**TASK BRIEF:**
Each entry is to be transcribed exactly, with nothing added or dropped.
^^^^^^^^^^^^^^^^
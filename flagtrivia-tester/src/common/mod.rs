pub mod scenario;
mod util;

pub use util::split_csv;
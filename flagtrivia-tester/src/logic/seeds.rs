use anyhow::{Result, bail};

/// Seed used when no seed tokens are given.
pub const DEFAULT_SEED: u64 = 1337;

/// Resolve CLI seed tokens into a deduplicated list of seeds.
///
/// Negative integers map to their absolute value. Order of first
/// appearance is preserved.
pub fn resolve_seed_inputs(tokens: &[String]) -> Result<Vec<u64>> {
    let mut seeds: Vec<u64> = Vec::new();

    for token in tokens {
        if token.is_empty() {
            continue;
        }

        let seed = if let Ok(value) = token.parse::<i64>() {
            value.unsigned_abs()
        } else if let Ok(value) = token.parse::<u64>() {
            value
        } else {
            bail!("Unrecognized seed token: {token}");
        };

        if !seeds.contains(&seed) {
            seeds.push(seed);
        }
    }

    if seeds.is_empty() {
        seeds.push(DEFAULT_SEED);
    }

    Ok(seeds)
}
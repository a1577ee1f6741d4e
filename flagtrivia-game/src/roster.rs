//! Players, pawns, and the starting layout.
use std::collections::BTreeMap;
use std::fmt;

use serde::{Deserialize, Serialize};

use crate::board::Coord;
use crate::constants::{HOME_OFFSETS, PLAYER_COLORS};

/// Seat identifier, assigned in seat order starting at 0.
#[derive(Debug, Clone, Copy, PartialEq, Eq, Hash, PartialOrd, Ord, Serialize, Deserialize)]
#[serde(transparent)]
pub struct PlayerId(pub u8);

impl fmt::Display for PlayerId {
    fn fmt(&self, f: &mut fmt::Formatter<'_>) -> fmt::Result {
        write!(f, "P{}", u16::from(self.0) + 1)
    }
}

#[derive(Debug, Clone, Copy, PartialEq, Eq, Hash, PartialOrd, Ord, Serialize, Deserialize)]
#[serde(transparent)]
pub struct PawnId(pub u16);

/// Display colour carried for the presentation layer.
#[derive(Debug, Clone, Copy, PartialEq, Eq, Serialize, Deserialize)]
pub struct Rgb(pub u8, pub u8, pub u8);

#[derive(Debug, Clone, PartialEq, Eq, Serialize, Deserialize)]
pub struct Player {
    pub id: PlayerId,
    pub name: String,
    pub color: Rgb,
    /// Never decreases during a match.
    pub score: u32,
}

impl Player {
    #[must_use]
    pub fn new(id: PlayerId) -> Self {
        let (r, g, b) = PLAYER_COLORS[usize::from(id.0) % PLAYER_COLORS.len()];
        Self {
            id,
            name: format!("Player {}", u16::from(id.0) + 1),
            color: Rgb(r, g, b),
            score: 0,
        }
    }

    pub const fn award(&mut self, points: u32) {
        self.score = self.score.saturating_add(points);
    }
}

#[derive(Debug, Clone, Copy, PartialEq, Eq, Serialize, Deserialize)]
pub struct Pawn {
    pub id: PawnId,
    /// Fixed at creation.
    pub owner: PlayerId,
    pub position: Coord,
    /// Capturing this pawn eliminates its owner.
    pub is_flag: bool,
}

/// Every player of the match plus the live pawn set.
///
/// Eliminated players stay in `players` (their score is still shown) but
/// leave `active`. Captured pawns leave `pawns` for good.
#[derive(Debug, Clone, PartialEq, Eq, Serialize, Deserialize)]
pub struct Roster {
    players: Vec<Player>,
    pawns: BTreeMap<PawnId, Pawn>,
    active: Vec<PlayerId>,
}

impl Roster {
    #[must_use]
    pub fn players(&self) -> &[Player] {
        &self.players
    }

    #[must_use]
    pub fn active(&self) -> &[PlayerId] {
        &self.active
    }

    #[must_use]
    pub fn is_active(&self, player: PlayerId) -> bool {
        self.active.contains(&player)
    }

    #[must_use]
    pub fn player(&self, id: PlayerId) -> Option<&Player> {
        self.players.iter().find(|p| p.id == id)
    }

    pub fn player_mut(&mut self, id: PlayerId) -> Option<&mut Player> {
        self.players.iter_mut().find(|p| p.id == id)
    }

    #[must_use]
    pub fn pawn(&self, id: PawnId) -> Option<&Pawn> {
        self.pawns.get(&id)
    }

    pub(crate) fn pawn_mut(&mut self, id: PawnId) -> Option<&mut Pawn> {
        self.pawns.get_mut(&id)
    }

    /// All live pawns in id order.
    pub fn pawns(&self) -> impl Iterator<Item = &Pawn> + '_ {
        self.pawns.values()
    }

    #[must_use]
    pub fn pawn_count(&self) -> usize {
        self.pawns.len()
    }

    pub fn live_pawns_of(&self, player: PlayerId) -> impl Iterator<Item = &Pawn> + '_ {
        self.pawns.values().filter(move |pawn| pawn.owner == player)
    }

    #[must_use]
    pub fn live_flag_count(&self, player: PlayerId) -> usize {
        self.live_pawns_of(player).filter(|pawn| pawn.is_flag).count()
    }

    /// The player's surviving flag, if it has not been captured.
    pub fn live_flag_of(&self, player: PlayerId) -> Option<&Pawn> {
        self.live_pawns_of(player).find(|pawn| pawn.is_flag)
    }

    pub(crate) fn remove_pawn(&mut self, id: PawnId) -> Option<Pawn> {
        self.pawns.remove(&id)
    }

    pub(crate) fn deactivate(&mut self, player: PlayerId) {
        self.active.retain(|id| *id != player);
    }
}

/// Create `num_players` players and lay out their starting pawns.
///
/// Seats take the corners `(0,0)`, `(n-1,n-1)`, `(0,n-1)`, `(n-1,0)` in
/// order, with the offset constellation reflected towards the board centre.
/// Offsets that fall off the board are skipped.
#[must_use]
pub fn place_pawns(num_players: u8, board_size: u8) -> Roster {
    let mut players = Vec::with_capacity(usize::from(num_players));
    let mut pawns = BTreeMap::new();
    let mut next_id: u16 = 0;

    for seat in 0..num_players {
        let id = PlayerId(seat);
        players.push(Player::new(id));
        for (index, &(dr, dc)) in HOME_OFFSETS.iter().enumerate() {
            let Some(position) = home_position(seat, board_size, dr, dc) else {
                continue;
            };
            let pawn_id = PawnId(next_id);
            next_id += 1;
            pawns.insert(
                pawn_id,
                Pawn {
                    id: pawn_id,
                    owner: id,
                    position,
                    is_flag: index == 0,
                },
            );
        }
    }

    let active = players.iter().map(|p| p.id).collect();
    Roster {
        players,
        pawns,
        active,
    }
}

fn home_position(seat: u8, size: u8, dr: u8, dc: u8) -> Option<Coord> {
    let size = i16::from(size);
    let far = size - 1;
    let (dr, dc) = (i16::from(dr), i16::from(dc));
    let (row, col) = match seat % 4 {
        0 => (dr, dc),
        1 => (far - dr, far - dc),
        2 => (dr, far - dc),
        _ => (far - dr, dc),
    };
    if !(0..size).contains(&row) || !(0..size).contains(&col) {
        return None;
    }
    Some(Coord::new(u8::try_from(row).ok()?, u8::try_from(col).ok()?))
}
^^^^^^^^^^^^^^^^
**EXERCISE ANSWER:**
filename flagtrivia-tester/src/common/mod.rs
pub mod scenario;
mod util;

pub use util::split_csv;
filename flagtrivia-tester/src/logic/seeds.rs
use anyhow::{Result, bail};

/// Seed used when no seed tokens are given.
pub const DEFAULT_SEED: u64 = 1337;

/// Resolve CLI seed tokens into a deduplicated list of seeds.
///
/// Negative integers map to their absolute value. Order of first
/// appearance is preserved.
pub fn resolve_seed_inputs(tokens: &[String]) -> Result<Vec<u64>> {
    let mut seeds: Vec<u64> = Vec::new();

    for token in tokens {
        if token.is_empty() {
            continue;
        }

        let seed = if let Ok(value) = token.parse::<i64>() {
            value.unsigned_abs()
        } else if let Ok(value) = token.parse::<u64>() {
            value
        } else {
            bail!("Unrecognized seed token: {token}");
        };

        if !seeds.contains(&seed) {
            seeds.push(seed);
        }
    }

    if seeds.is_empty() {
        seeds.push(DEFAULT_SEED);
    }

    Ok(seeds)
}
repository a1577ee1f6741d4e
filename flagtrivia-game/src/roster.rs
//! Players, pawns, and the starting layout.
use std::collections::BTreeMap;
use std::fmt;

use serde::{Deserialize, Serialize};

use crate::board::Coord;
use crate::constants::{HOME_OFFSETS, PLAYER_COLORS};

/// Seat identifier, assigned in seat order starting at 0.
#[derive(Debug, Clone, Copy, PartialEq, Eq, Hash, PartialOrd, Ord, Serialize, Deserialize)]
#[serde(transparent)]
pub struct PlayerId(pub u8);

impl fmt::Display for PlayerId {
    fn fmt(&self, f: &mut fmt::Formatter<'_>) -> fmt::Result {
        write!(f, "P{}", u16::from(self.0) + 1)
    }
}

#[derive(Debug, Clone, Copy, PartialEq, Eq, Hash, PartialOrd, Ord, Serialize, Deserialize)]
#[serde(transparent)]
pub struct PawnId(pub u16);

/// Display colour carried for the presentation layer.
#[derive(Debug, Clone, Copy, PartialEq, Eq, Serialize, Deserialize)]
pub struct Rgb(pub u8, pub u8, pub u8);

#[derive(Debug, Clone, PartialEq, Eq, Serialize, Deserialize)]
pub struct Player {
    pub id: PlayerId,
    pub name: String,
    pub color: Rgb,
    /// Never decreases during a match.
    pub score: u32,
}

impl Player {
    #[must_use]
    pub fn new(id: PlayerId) -> Self {
        let (r, g, b) = PLAYER_COLORS[usize::from(id.0) % PLAYER_COLORS.len()];
        Self {
            id,
            name: format!("Player {}", u16::from(id.0) + 1),
            color: Rgb(r, g, b),
            score: 0,
        }
    }

    pub const fn award(&mut self, points: u32) {
        self.score = self.score.saturating_add(points);
    }
}

#[derive(Debug, Clone, Copy, PartialEq, Eq, Serialize, Deserialize)]
pub struct Pawn {
    pub id: PawnId,
    /// Fixed at creation.
    pub owner: PlayerId,
    pub position: Coord,
    /// Capturing this pawn eliminates its owner.
    pub is_flag: bool,
}

/// Every player of the match plus the live pawn set.
///
/// Eliminated players stay in `players` (their score is still shown) but
/// leave `active`. Captured pawns leave `pawns` for good.
#[derive(Debug, Clone, PartialEq, Eq, Serialize, Deserialize)]
pub struct Roster {
    players: Vec<Player>,
    pawns: BTreeMap<PawnId, Pawn>,
    active: Vec<PlayerId>,
}

impl Roster {
    #[must_use]
    pub fn players(&self) -> &[Player] {
        &self.players
    }

    #[must_use]
    pub fn active(&self) -> &[PlayerId] {
        &self.active
    }

    #[must_use]
    pub fn is_active(&self, player: PlayerId) -> bool {
        self.active.contains(&player)
    }

    #[must_use]
    pub fn player(&self, id: PlayerId) -> Option<&Player> {
        self.players.iter().find(|p| p.id == id)
    }

    pub fn player_mut(&mut self, id: PlayerId) -> Option<&mut Player> {
        self.players.iter_mut().find(|p| p.id == id)
    }

    #[must_use]
    pub fn pawn(&self, id: PawnId) -> Option<&Pawn> {
        self.pawns.get(&id)
    }

    pub(crate) fn pawn_mut(&mut self, id: PawnId) -> Option<&mut Pawn> {
        self.pawns.get_mut(&id)
    }

    /// All live pawns in id order.
    pub fn pawns(&self) -> impl Iterator<Item = &Pawn> + '_ {
        self.pawns.values()
    }

    #[must_use]
    pub fn pawn_count(&self) -> usize {
        self.pawns.len()
    }

    pub fn live_pawns_of(&self, player: PlayerId) -> impl Iterator<Item = &Pawn> + '_ {
        self.pawns.values().filter(move |pawn| pawn.owner == player)
    }

    #[must_use]
    pub fn live_flag_count(&self, player: PlayerId) -> usize {
        self.live_pawns_of(player).filter(|pawn| pawn.is_flag).count()
    }

    /// The player's surviving flag, if it has not been captured.
    pub fn live_flag_of(&self, player: PlayerId) -> Option<&Pawn> {
        self.live_pawns_of(player).find(|pawn| pawn.is_flag)
    }

    pub(crate) fn remove_pawn(&mut self, id: PawnId) -> Option<Pawn> {
        self.pawns.remove(&id)
    }

    pub(crate) fn deactivate(&mut self, player: PlayerId) {
        self.active.retain(|id| *id != player);
    }
}

/// Create `num_players` players and lay out their starting pawns.
///
/// Seats take the corners `(0,0)`, `(n-1,n-1)`, `(0,n-1)`, `(n-1,0)` in
/// order, with the offset constellation reflected towards the board centre.
/// Offsets that fall off the board are skipped.
#[must_use]
pub fn place_pawns(num_players: u8, board_size: u8) -> Roster {
    let mut players = Vec::with_capacity(usize::from(num_players));
    let mut pawns = BTreeMap::new();
    let mut next_id: u16 = 0;

    for seat in 0..num_players {
        let id = PlayerId(seat);
        players.push(Player::new(id));
        for (index, &(dr, dc)) in HOME_OFFSETS.iter().enumerate() {
            let Some(position) = home_position(seat, board_size, dr, dc) else {
                continue;
            };
            let pawn_id = PawnId(next_id);
            next_id += 1;
            pawns.insert(
                pawn_id,
                Pawn {
                    id: pawn_id,
                    owner: id,
                    position,
                    is_flag: index == 0,
                },
            );
        }
    }

    let active = players.iter().map(|p| p.id).collect();
    Roster {
        players,
        pawns,
        active,
    }
}

fn home_position(seat: u8, size: u8, dr: u8, dc: u8) -> Option<Coord> {
    let size = i16::from(size);
    let far = size - 1;
    let (dr, dc) = (i16::from(dr), i16::from(dc));
    let (row, col) = match seat % 4 {
        0 => (dr, dc),
        1 => (far - dr, far - dc),
        2 => (dr, far - dc),
        _ => (far - dr, dc),
    };
    if !(0..size).contains(&row) || !(0..size).contains(&col) {
        return None;
    }
    Some(Coord::new(u8::try_from(row).ok()?, u8::try_from(col).ok()?))
}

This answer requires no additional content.